Ms. Echols replied that it depends on what the proposed development would be. If the Commission feels strongly to recommend that to be the requirement for the 2’ contours that certainly can be done.
Mr. Cilimberg pointed out that staff felt that in a lot of applications the available topo from the county will be sufficient for the application. But there could be cases where a better topo would be called for based on the particular situation. Nothing prevents Frank Cox to act in his capacity as their consultant to direct his applicant to provide 2’ contours. .
Mr. Edgerton said that on the first page of the staff report staff refers to the four important areas of change. The one he could not find in the actual language of the ordinance was the change dealing with the timing of the parking study.

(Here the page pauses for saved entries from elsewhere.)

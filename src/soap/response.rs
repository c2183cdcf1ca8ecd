//! Decoding of `billService` replies.
//!
//! SUNAT and OSE providers answer with either a prefixed envelope
//! (`soap-env:Envelope`, `S:Envelope`, ...) or an unprefixed one. Each
//! shape has its own [`EnvelopeDecoder`]; [`decode_envelope`] tries them in
//! order, and whichever matches is checked for a `Fault` the same way.

use base64ct::{Base64, Encoding};
use quick_xml::Reader;
use quick_xml::events::{BytesStart, Event};

use super::{SendBillResponse, StatusResponse};
use crate::core::CpeError;

/// Minimal element tree: qualified name split into prefix and local part,
/// concatenated text content and child elements.
#[derive(Debug, Clone, Default, PartialEq, Eq)]
pub struct XmlElement {
    pub prefix: Option<String>,
    pub local: String,
    pub text: String,
    pub children: Vec<XmlElement>,
}

impl XmlElement {
    /// First child with this local name, any prefix.
    pub fn child(&self, local: &str) -> Option<&XmlElement> {
        self.children.iter().find(|c| c.local == local)
    }

    pub fn child_text(&self, local: &str) -> Option<&str> {
        self.child(local).map(|c| c.text.trim())
    }

    /// Parse a document into its root element.
    pub fn parse(xml: &str) -> Result<XmlElement, CpeError> {
        let mut reader = Reader::from_str(xml);
        reader.config_mut().expand_empty_elements = true;
        let mut stack: Vec<XmlElement> = Vec::new();

        loop {
            match reader.read_event().map_err(xml_err)? {
                Event::Start(e) => stack.push(element_from(&e)?),
                Event::End(_) => {
                    let Some(done) = stack.pop() else {
                        return Err(CpeError::Xml("unbalanced end tag".into()));
                    };
                    match stack.last_mut() {
                        Some(parent) => parent.children.push(done),
                        None => return Ok(done),
                    }
                }
                Event::Text(t) => {
                    if let Some(current) = stack.last_mut() {
                        current.text.push_str(&t.unescape().map_err(xml_err)?);
                    }
                }
                Event::CData(t) => {
                    if let Some(current) = stack.last_mut() {
                        let text = std::str::from_utf8(&t)
                            .map_err(|e| CpeError::Xml(format!("invalid UTF-8: {e}")))?;
                        current.text.push_str(text);
                    }
                }
                Event::Eof => return Err(CpeError::Xml("no root element".into())),
                _ => {}
            }
        }
    }
}

fn element_from(e: &BytesStart<'_>) -> Result<XmlElement, CpeError> {
    let name = std::str::from_utf8(e.name().as_ref())
        .map_err(|e| CpeError::Xml(format!("invalid UTF-8: {e}")))?
        .to_string();
    let (prefix, local) = match name.split_once(':') {
        Some((p, l)) => (Some(p.to_string()), l.to_string()),
        None => (None, name),
    };
    Ok(XmlElement {
        prefix,
        local,
        ..Default::default()
    })
}

fn xml_err(e: quick_xml::Error) -> CpeError {
    CpeError::Xml(format!("SOAP reply is not well-formed: {e}"))
}

/// One accepted reply shape. Returns the `Body` element when the shape
/// matches, `None` otherwise.
pub trait EnvelopeDecoder {
    fn name(&self) -> &'static str;
    fn body<'a>(&self, root: &'a XmlElement) -> Option<&'a XmlElement>;
}

/// `<x:Envelope><x:Body>` with any namespace prefix.
pub struct NamespacedEnvelope;

impl EnvelopeDecoder for NamespacedEnvelope {
    fn name(&self) -> &'static str {
        "namespaced"
    }

    fn body<'a>(&self, root: &'a XmlElement) -> Option<&'a XmlElement> {
        if root.prefix.is_none() || root.local != "Envelope" {
            return None;
        }
        root.children
            .iter()
            .find(|c| c.prefix.is_some() && c.local == "Body")
    }
}

/// `<Envelope><Body>` without prefixes.
pub struct BareEnvelope;

impl EnvelopeDecoder for BareEnvelope {
    fn name(&self) -> &'static str {
        "bare"
    }

    fn body<'a>(&self, root: &'a XmlElement) -> Option<&'a XmlElement> {
        if root.prefix.is_some() || root.local != "Envelope" {
            return None;
        }
        root.children
            .iter()
            .find(|c| c.prefix.is_none() && c.local == "Body")
    }
}

const DECODERS: &[&(dyn EnvelopeDecoder + Sync)] = &[&NamespacedEnvelope, &BareEnvelope];

/// Decode a reply into the payload element of its body.
///
/// A `Fault` in the body becomes [`CpeError::ProtocolFault`] whichever
/// shape matched.
pub fn decode_envelope(xml: &str) -> Result<XmlElement, CpeError> {
    let root = XmlElement::parse(xml)?;

    for decoder in DECODERS {
        let Some(body) = decoder.body(&root) else {
            continue;
        };
        tracing::trace!(shape = decoder.name(), "reply envelope matched");

        if let Some(fault) = body.child("Fault") {
            return Err(CpeError::ProtocolFault {
                code: fault.child_text("faultcode").unwrap_or_default().to_string(),
                message: fault
                    .child_text("faultstring")
                    .unwrap_or_default()
                    .to_string(),
            });
        }
        return body
            .children
            .first()
            .cloned()
            .ok_or_else(|| CpeError::Xml("empty SOAP body".into()));
    }

    Err(CpeError::Xml(format!(
        "unrecognized reply root element {}",
        root.local
    )))
}

fn expect_payload<'a>(payload: &'a XmlElement, local: &str) -> Result<&'a XmlElement, CpeError> {
    if payload.local == local {
        Ok(payload)
    } else {
        Err(CpeError::Xml(format!(
            "expected {local}, got {}",
            payload.local
        )))
    }
}

fn required<'a>(element: &'a XmlElement, local: &str) -> Result<&'a str, CpeError> {
    element
        .child_text(local)
        .filter(|t| !t.is_empty())
        .ok_or_else(|| CpeError::Xml(format!("missing {local} in {}", element.local)))
}

/// Base64 with embedded whitespace, as SUNAT wraps long content.
pub fn decode_base64(text: &str) -> Result<Vec<u8>, CpeError> {
    let compact: String = text.chars().filter(|c| !c.is_whitespace()).collect();
    Base64::decode_vec(&compact).map_err(|e| CpeError::Xml(format!("invalid base64 content: {e}")))
}

pub fn parse_send_bill(xml: &str) -> Result<SendBillResponse, CpeError> {
    let payload = decode_envelope(xml)?;
    let payload = expect_payload(&payload, "sendBillResponse")?;
    Ok(SendBillResponse {
        application_response: decode_base64(required(payload, "applicationResponse")?)?,
    })
}

pub fn parse_send_summary(xml: &str) -> Result<String, CpeError> {
    let payload = decode_envelope(xml)?;
    let payload = expect_payload(&payload, "sendSummaryResponse")?;
    Ok(required(payload, "ticket")?.to_string())
}

pub fn parse_get_status(xml: &str) -> Result<StatusResponse, CpeError> {
    let payload = decode_envelope(xml)?;
    let payload = expect_payload(&payload, "getStatusResponse")?;
    let status = payload
        .child("status")
        .ok_or_else(|| CpeError::Xml("missing status in getStatusResponse".into()))?;

    let content = match status.child_text("content") {
        Some(text) if !text.is_empty() => Some(decode_base64(text)?),
        _ => None,
    };
    Ok(StatusResponse {
        status_code: required(status, "statusCode")?.to_string(),
        content,
        error: status
            .child_text("error")
            .filter(|t| !t.is_empty())
            .map(str::to_string),
    })
}

#[cfg(test)]
mod tests {
    use super::*;

    const NAMESPACED: &str = r#"<?xml version="1.0" encoding="UTF-8"?>
<soap-env:Envelope xmlns:soap-env="http://schemas.xmlsoap.org/soap/envelope/">
  <soap-env:Header/>
  <soap-env:Body>
    <br:sendSummaryResponse xmlns:br="http://service.sunat.gob.pe">
      <ticket>1700000000001</ticket>
    </br:sendSummaryResponse>
  </soap-env:Body>
</soap-env:Envelope>"#;

    const BARE: &str = r#"<Envelope><Body><sendSummaryResponse><ticket>1700000000001</ticket></sendSummaryResponse></Body></Envelope>"#;

    #[test]
    fn both_shapes_decode_the_same() {
        assert_eq!(parse_send_summary(NAMESPACED).unwrap(), "1700000000001");
        assert_eq!(parse_send_summary(BARE).unwrap(), "1700000000001");
    }

    #[test]
    fn fault_in_either_shape() {
        let namespaced = r#"<S:Envelope xmlns:S="http://schemas.xmlsoap.org/soap/envelope/"><S:Body><S:Fault><faultcode>S:Client</faultcode><faultstring>El numero de RUC no esta activo</faultstring></S:Fault></S:Body></S:Envelope>"#;
        let bare = "<Envelope><Body><Fault><faultcode>0111</faultcode><faultstring>No tiene el perfil</faultstring></Fault></Body></Envelope>";

        match decode_envelope(namespaced) {
            Err(CpeError::ProtocolFault { code, message }) => {
                assert_eq!(code, "S:Client");
                assert_eq!(message, "El numero de RUC no esta activo");
            }
            other => panic!("expected fault, got {other:?}"),
        }
        assert!(matches!(
            decode_envelope(bare),
            Err(CpeError::ProtocolFault { code, .. }) if code == "0111"
        ));
    }

    #[test]
    fn unknown_root_is_xml_error() {
        assert!(matches!(
            decode_envelope("<html><body>502</body></html>"),
            Err(CpeError::Xml(_))
        ));
        assert!(matches!(decode_envelope("not xml at all"), Err(CpeError::Xml(_))));
    }

    #[test]
    fn wrong_payload_is_xml_error() {
        assert!(matches!(parse_send_bill(BARE), Err(CpeError::Xml(_))));
    }

    #[test]
    fn send_bill_decodes_wrapped_base64() {
        let xml = "<Envelope><Body><sendBillResponse><applicationResponse>UEsD\n  BA==</applicationResponse></sendBillResponse></Body></Envelope>";
        let parsed = parse_send_bill(xml).unwrap();
        assert_eq!(parsed.application_response, b"PK\x03\x04");
    }

    #[test]
    fn status_with_error_and_no_content() {
        let xml = "<Envelope><Body><getStatusResponse><status><statusCode>98</statusCode><content></content><error>En proceso</error></status></getStatusResponse></Body></Envelope>";
        let status = parse_get_status(xml).unwrap();
        assert_eq!(status.status_code, "98");
        assert_eq!(status.content, None);
        assert_eq!(status.error.as_deref(), Some("En proceso"));
    }

    #[test]
    fn element_tree() {
        let root = XmlElement::parse("<a:r xmlns:a=\"urn:a\"><x>1 &amp; 2</x><y/></a:r>").unwrap();
        assert_eq!(root.prefix.as_deref(), Some("a"));
        assert_eq!(root.local, "r");
        assert_eq!(root.child_text("x"), Some("1 & 2"));
        assert_eq!(root.child_text("y"), Some(""));
    }
}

Mr. Strucko pointed out that it was on page 4 of the staff report.
Mr. Edgerton said that would just be in the Comprehensive Plan and would not be part of the ordinance.
Mr. Cilimberg replied that it should be in the Neighborhood Model District section of the ordinance as am amendment.
Ms. Echols noted that it starts on page 18 in paragraph B.
Mr. Edgerton said that in the top of the paragraph on page 5 it states the standards related to architectural styles, textures, colors and materials would be required only if architectural compatibility was important for the rezoning. He asked who was going to determine that.
Ms. Echols replied that part of that would be the Commission’s determination since staff would be making a recommendation. Certainly the Commission has to determine whether or not that is essential to the rezoning. On the older ones or the ones already approved that would be the Planning Director’s call.
Mr. Joseph asked what façade treatment means.
Mr. Edgerton replied that a façade treatment is basically like a stage front. It would be like if Barracks Road Shopping Center decides to double the rent, leave all the buildings the same and take down the façade and put up new facades that have fake roofs and new columns.
Ms. Joseph asked what it means within a Code of Development. If they are asking for a façade treatment what are they asking for?
Mr. Edgerton replied what he thought was intended was that they are not really concerned about what is happening inside the building but what is on the outside or the façade of the building and the impact it would have on the surrounding neighborhood.
Ms. Joseph questioned how that is different from architectural styles because they have taken out architectural styles and kept in façade treatments.
Mr. Edgerton said that he was more comfortable with dealing with the façade treatment. They could have a very contemporary building next to a very traditional building and have it work with the traditional building if there was some respect for the rhythm that was established in the traditional building. Perhaps it could be in the height of the windows and the coursing of the levels to the building. This is done quite often and done very successfully. He thought that the way this was written it would instead of saying that it all has to look like Williamsburg that there has to be some respect for that. That becomes very subjective and some people will not like that.
Mr. Cilimberg pointed out that in the Downtown Crozet zoning they had façade treatments as the part of the language in the ordinance about at what distance you break and that type of thing.
Mr. Edgerton said that instead of picking a particular style and saying this is what it has to be, attention should be paid to getting the rhythm right and getting respect for the elements of the building so that they don’t end up having a high rise next to a two-story house.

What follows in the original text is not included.